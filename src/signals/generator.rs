// =============================================================================
// Signal Generator — directional candidates from independent rules
// =============================================================================
//
// Each rule produces (side, base strength, kind). Per cycle a symbol emits at
// most one long and one short candidate: the strength is the maximum across
// contributing rules and the confidence combines them. Candidates then pass
// the counter-trend block and the regime's strength/ADX thresholds before
// reaching the filter pipeline.
// =============================================================================

use std::collections::BTreeSet;

use serde::{Deserialize, Serialize};
use tracing::debug;

use crate::indicators::IndicatorSnapshot;
use crate::market_data::Candle;
use crate::params::ParamRecord;
use crate::regime::{Regime, RegimeState};
use crate::types::Side;

/// Scales the tiny relative EMA gap into a usable strength magnitude.
const MA_CROSS_MULTIPLIER: f64 = 400.0;
/// Attenuation applied to the MA rule when the last bar is directionless.
const NEUTRAL_BAR_ATTENUATION: f64 = 0.9;
/// A bar whose body is under this fraction of its open is directionless.
const NEUTRAL_BAR_BODY_FRACTION: f64 = 0.0005;
/// MACD histogram equal to this fraction of price maps to strength 1.0.
const MACD_FULL_STRENGTH_FRACTION: f64 = 0.001;
/// Bollinger-breach distance (% of middle band) mapping to strength 1.0.
const BB_FULL_STRENGTH_PCT: f64 = 1.0;
/// Range-bounce proximity to support/resistance, as a fraction of price.
const BOUNCE_PROXIMITY: f64 = 0.0015;
/// Fixed strength of a range-bounce candidate.
const BOUNCE_STRENGTH: f64 = 0.75;
/// Bars scanned for range-bounce support/resistance.
const BOUNCE_LOOKBACK: usize = 20;

/// A directional trade candidate. Ephemeral — lives only through the current
/// evaluation cycle.
#[derive(Debug, Clone, Serialize, Deserialize)]
pub struct Signal {
    pub symbol: String,
    pub side: Side,
    /// Effective strength in [0, 1]; filters may attenuate it further.
    pub strength: f64,
    pub confidence: f64,
    pub regime: Regime,
    pub timestamp_ms: i64,
    pub suggested_price: f64,
    pub indicators: IndicatorSnapshot,
    /// Names of the rules and filters that contributed or passed.
    pub filters_passed: BTreeSet<String>,
}

/// Outcome of one generation pass for a symbol.
#[derive(Debug, Default)]
pub struct GenerationResult {
    pub signals: Vec<Signal>,
    /// Stable reason codes for candidates that were dropped.
    pub rejections: Vec<&'static str>,
}

struct Candidate {
    side: Side,
    strength: f64,
    kind: &'static str,
}

/// Generate candidates for one symbol from its indicators and regime.
///
/// `candles_1m` are the symbol's recent closed 1m candles (oldest first);
/// callers must already have verified the minimum buffered-candle count.
pub fn generate(
    symbol: &str,
    candles_1m: &[Candle],
    snapshot: &IndicatorSnapshot,
    regime_state: &RegimeState,
    params: &ParamRecord,
    strong_adx: f64,
    now_ms: i64,
) -> GenerationResult {
    let mut result = GenerationResult::default();
    let price = snapshot.last_close;
    if price <= 0.0 {
        result.rejections.push("invalid_price");
        return result;
    }

    let mut candidates: Vec<Candidate> = Vec::new();
    candidates.extend(ma_crossover_rule(candles_1m, snapshot));
    candidates.extend(rsi_rule(snapshot));
    candidates.extend(macd_rule(snapshot));
    candidates.extend(bollinger_rule(snapshot));
    if regime_state.regime == Regime::Ranging {
        candidates.extend(range_bounce_rule(candles_1m));
    }

    for side in [Side::Long, Side::Short] {
        let contributing: Vec<&Candidate> =
            candidates.iter().filter(|c| c.side == side).collect();
        if contributing.is_empty() {
            continue;
        }

        let strength = contributing
            .iter()
            .map(|c| c.strength)
            .fold(0.0_f64, f64::max)
            .clamp(0.0, 1.0);
        let confidence = (contributing.iter().map(|c| c.strength).sum::<f64>()
            / contributing.len() as f64)
            .clamp(0.0, 1.0);

        // Counter-trend block: strong trends discard opposing candidates.
        if regime_state.blocks_counter_trend(side, strong_adx) {
            debug!(symbol, side = %side, adx = regime_state.adx, "counter-trend candidate discarded");
            result.rejections.push("counter_trend");
            continue;
        }

        if strength < params.min_signal_strength {
            result.rejections.push("low_strength");
            continue;
        }
        if snapshot.adx.adx < params.adx_threshold {
            result.rejections.push("adx_below_threshold");
            continue;
        }

        let mut filters_passed: BTreeSet<String> =
            contributing.iter().map(|c| c.kind.to_string()).collect();
        filters_passed.insert("threshold".to_string());

        result.signals.push(Signal {
            symbol: symbol.to_string(),
            side,
            strength,
            confidence,
            regime: regime_state.regime,
            timestamp_ms: now_ms,
            suggested_price: price,
            indicators: snapshot.clone(),
            filters_passed,
        });
    }

    result
}

// =============================================================================
// Rules
// =============================================================================

/// EMA fast/slow gap, scaled to a usable magnitude and attenuated when the
/// latest bar has no direction of its own.
fn ma_crossover_rule(candles: &[Candle], snapshot: &IndicatorSnapshot) -> Option<Candidate> {
    if snapshot.ema_slow <= 0.0 {
        return None;
    }
    let gap = snapshot.ema_fast - snapshot.ema_slow;
    if gap == 0.0 {
        return None;
    }

    let mut strength = (gap.abs() / snapshot.ema_slow * MA_CROSS_MULTIPLIER).min(1.0);

    if let Some(last) = candles.last() {
        if last.open > 0.0
            && ((last.close - last.open).abs() / last.open) < NEUTRAL_BAR_BODY_FRACTION
        {
            strength *= NEUTRAL_BAR_ATTENUATION;
        }
    }

    Some(Candidate {
        side: if gap > 0.0 { Side::Long } else { Side::Short },
        strength,
        kind: "ma_crossover",
    })
}

/// Oversold buys, overbought sells; strength scales with threshold distance.
fn rsi_rule(snapshot: &IndicatorSnapshot) -> Option<Candidate> {
    let rsi = snapshot.rsi;
    if rsi < 30.0 {
        Some(Candidate {
            side: Side::Long,
            strength: ((30.0 - rsi) / 30.0).clamp(0.0, 1.0),
            kind: "rsi",
        })
    } else if rsi > 70.0 {
        Some(Candidate {
            side: Side::Short,
            strength: ((rsi - 70.0) / 30.0).clamp(0.0, 1.0),
            kind: "rsi",
        })
    } else {
        None
    }
}

/// Histogram sign gives the side, magnitude (relative to price) the strength.
fn macd_rule(snapshot: &IndicatorSnapshot) -> Option<Candidate> {
    let hist = snapshot.macd.hist;
    if hist == 0.0 || snapshot.last_close <= 0.0 {
        return None;
    }
    let divisor = snapshot.last_close * MACD_FULL_STRENGTH_FRACTION;
    let strength = (hist.abs() / divisor).min(1.0);
    Some(Candidate {
        side: if hist > 0.0 { Side::Long } else { Side::Short },
        strength,
        kind: "macd",
    })
}

/// Price outside a band is a mean-reversion candidate toward the middle.
fn bollinger_rule(snapshot: &IndicatorSnapshot) -> Option<Candidate> {
    let price = snapshot.last_close;
    let bb = &snapshot.bb;
    if bb.middle <= 0.0 {
        return None;
    }

    if price < bb.lower {
        let dist_pct = (bb.middle - price) / bb.middle * 100.0;
        Some(Candidate {
            side: Side::Long,
            strength: (dist_pct / BB_FULL_STRENGTH_PCT).clamp(0.0, 1.0),
            kind: "bollinger",
        })
    } else if price > bb.upper {
        let dist_pct = (price - bb.middle) / bb.middle * 100.0;
        Some(Candidate {
            side: Side::Short,
            strength: (dist_pct / BB_FULL_STRENGTH_PCT).clamp(0.0, 1.0),
            kind: "bollinger",
        })
    } else {
        None
    }
}

/// Ranging regime only: price sitting at recent support/resistance and
/// turning back into the range.
fn range_bounce_rule(candles: &[Candle]) -> Option<Candidate> {
    if candles.len() < BOUNCE_LOOKBACK + 1 {
        return None;
    }
    let window = &candles[candles.len() - BOUNCE_LOOKBACK..];
    let support = window.iter().map(|c| c.low).fold(f64::MAX, f64::min);
    let resistance = window.iter().map(|c| c.high).fold(f64::MIN, f64::max);

    let last = candles.last()?;
    let prev = &candles[candles.len() - 2];
    let price = last.close;
    if price <= 0.0 {
        return None;
    }

    let near_support = (price - support) / price < BOUNCE_PROXIMITY;
    let near_resistance = (resistance - price) / price < BOUNCE_PROXIMITY;
    let turning_up = last.close > prev.close;
    let turning_down = last.close < prev.close;

    if near_support && turning_up {
        Some(Candidate {
            side: Side::Long,
            strength: BOUNCE_STRENGTH,
            kind: "range_bounce",
        })
    } else if near_resistance && turning_down {
        Some(Candidate {
            side: Side::Short,
            strength: BOUNCE_STRENGTH,
            kind: "range_bounce",
        })
    } else {
        None
    }
}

------

■ Task:
Among the lines above, return those that hold the word "else".

■ Exercise result:
        side: if gap > 0.0 { Side::Long } else { Side::Short },
    } else if rsi > 70.0 {
    } else {
        side: if hist > 0.0 { Side::Long } else { Side::Short },
    } else if price > bb.upper {
    } else {
    } else if near_resistance && turning_down {
    } else {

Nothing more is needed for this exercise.